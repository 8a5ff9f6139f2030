use std::env;
use std::fs::{self, File};
use std::io::{self, Write};
use std::path::Path;

/// Creates a directory tree of synthetic Helgrind, DRD and ThreadSanitizer
/// logs (`<out>/<tool>/<tool>_<run>.log`) for benchmarks and manual runs.
/// Each run repeats the same handful of reports so deduplication has work.
fn main() -> io::Result<()> {
    let args: Vec<String> = env::args().collect();
    if args.len() != 4 {
        eprintln!("Usage: {} <runs> <reports-per-run> <output-dir>", args[0]);
        std::process::exit(1);
    }

    let runs: usize = match args[1].parse() {
        Ok(n) => n,
        Err(_) => {
            eprintln!("Invalid number of runs: {}", args[1]);
            std::process::exit(1);
        }
    };
    let reports: usize = match args[2].parse() {
        Ok(n) => n,
        Err(_) => {
            eprintln!("Invalid number of reports: {}", args[2]);
            std::process::exit(1);
        }
    };
    let out_dir = Path::new(&args[3]);

    println!("Creating {} runs of {} reports per tool under {}", runs, reports, out_dir.display());
    for run in 0..runs {
        write_log(out_dir, "helgrind", run, reports, helgrind_report)?;
        write_log(out_dir, "drd", run, reports, drd_report)?;
        write_log(out_dir, "tsan", run, reports, tsan_report)?;
    }
    println!("Sample logs created successfully.");

    Ok(())
}

fn write_log(
    out_dir: &Path,
    tool: &str,
    run: usize,
    reports: usize,
    report: fn(usize, usize) -> String,
) -> io::Result<()> {
    let dir = out_dir.join(tool);
    fs::create_dir_all(&dir)?;

    let mut file = File::create(dir.join(format!("{}_{}.log", tool, run)))?;
    let pid = 1000 + run;
    writeln!(file, "=={}== {} thread error detector", pid, tool)?;
    writeln!(file, "=={}== Command: ./vehicle_sim", pid)?;
    writeln!(file, "=={}==", pid)?;

    for i in 0..reports {
        write!(file, "{}", report(pid, i))?;
    }

    Ok(())
}

// Component names and source files the synthetic frames point at
const SITES: [(&str, &str); 6] = [
    ("Buffer::push", "buffer.h"),
    ("Communicator::send", "communicator.h"),
    ("SocketEngine::run", "socketEngine.h"),
    ("Protocol::update", "protocol.h"),
    ("Observer::notify", "observer.h"),
    ("Debug::print", "debug.h"),
];

fn helgrind_report(pid: usize, i: usize) -> String {
    let (func, file) = SITES[i % SITES.len()];
    let body = match i % 3 {
        0 => format!("=={pid}== Possible data race during write of size 4 at 0x{:X} by thread #{}\n=={pid}== Locks held: none\n", 0x5000 + i, 2 + i % 4),
        1 => format!("=={pid}== Thread #{}: lock order \"0x{:X} before 0x{:X}\" violated\n=={pid}== Lock order violated\n", 2 + i % 4, 0x10 + i, 0x20 + i),
        _ => format!("=={pid}== Thread #{} unlocked a not-locked lock during read\n", 2 + i % 4),
    };
    format!(
        "=={pid}== ---Thread-Announcement------------------------------------------\n\
         =={pid}==\n\
         =={pid}== Thread #{} was created\n\
         =={pid}==    at 0x51A2: clone (clone.S:71)\n\
         =={pid}==\n\
         =={pid}== ----------------------------------------------------------------\n\
         {body}\
         =={pid}==    at 0x{:X}: {func}() ({file}:{})\n\
         =={pid}==    by 0x4E45: start_thread (pthread_create.c:463)\n\
         =={pid}==\n",
        2 + i % 4,
        0x6000 + i % SITES.len(),
        10 + 7 * (i % SITES.len()),
    )
}

fn drd_report(pid: usize, i: usize) -> String {
    let (func, file) = SITES[i % SITES.len()];
    let header = if i % 4 == 3 {
        "Mutex lock order violation: m1 before m2".to_string()
    } else {
        format!("Conflicting {} by thread {} at 0x{:X} size 4", if i % 2 == 0 { "store" } else { "load" }, 2 + i % 3, 0x7000 + i)
    };
    format!(
        "=={pid}== {header}\n\
         =={pid}==    at 0x{:X}: {func}() ({file}:{})\n\
         =={pid}==    by 0x4E45: start_thread (pthread_create.c:463)\n\
         =={pid}==\n",
        0x6100 + i % SITES.len(),
        12 + 5 * (i % SITES.len()),
    )
}

fn tsan_report(pid: usize, i: usize) -> String {
    let (func, file) = SITES[i % SITES.len()];
    let kind = match i % 4 {
        0 | 1 => "data race",
        2 => "lock-order-inversion (potential deadlock)",
        _ => "thread leak",
    };
    format!(
        "==================\n\
         WARNING: ThreadSanitizer: {kind} (pid={pid})\n\
         \x20 Write of size 4 at 0x{:X} by thread T{}:\n\
         \x20   #0 {func}() src/{file}:{} (vehicle_sim+0x{:X})\n\
         \x20   #1 worker(void*) src/main.cpp:44 (vehicle_sim+0x1A2B)\n\
         \n\
         SUMMARY: ThreadSanitizer: {kind} src/{file} in {func}\n\
         ==================\n",
        0x7B00 + i,
        1 + i % 3,
        20 + 3 * (i % SITES.len()),
        0x1000 + i % SITES.len(),
    )
}
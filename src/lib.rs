// Declare our modules
pub mod analyzer;
pub mod cli;
pub mod config;
pub mod dedup;
pub mod error;
pub mod filter;
pub mod formatter;
pub mod issue;
pub mod parser;
pub mod patterns;

// Re-export key types for convenience
pub use analyzer::{ThreadLogAnalyzer, ToolIssueSet};
pub use cli::Args;
pub use config::{AnalysisConfig, ReportOptions};
pub use dedup::dedupe;
pub use error::{Error, Result};
pub use formatter::{render_json, render_text};
pub use issue::{Category, Issue, Tool};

EXERCISE DESCRIPTION: From the listing above, work out how many lines hold "join". The answer is the number and nothing more.

TASK OUTPUT: 2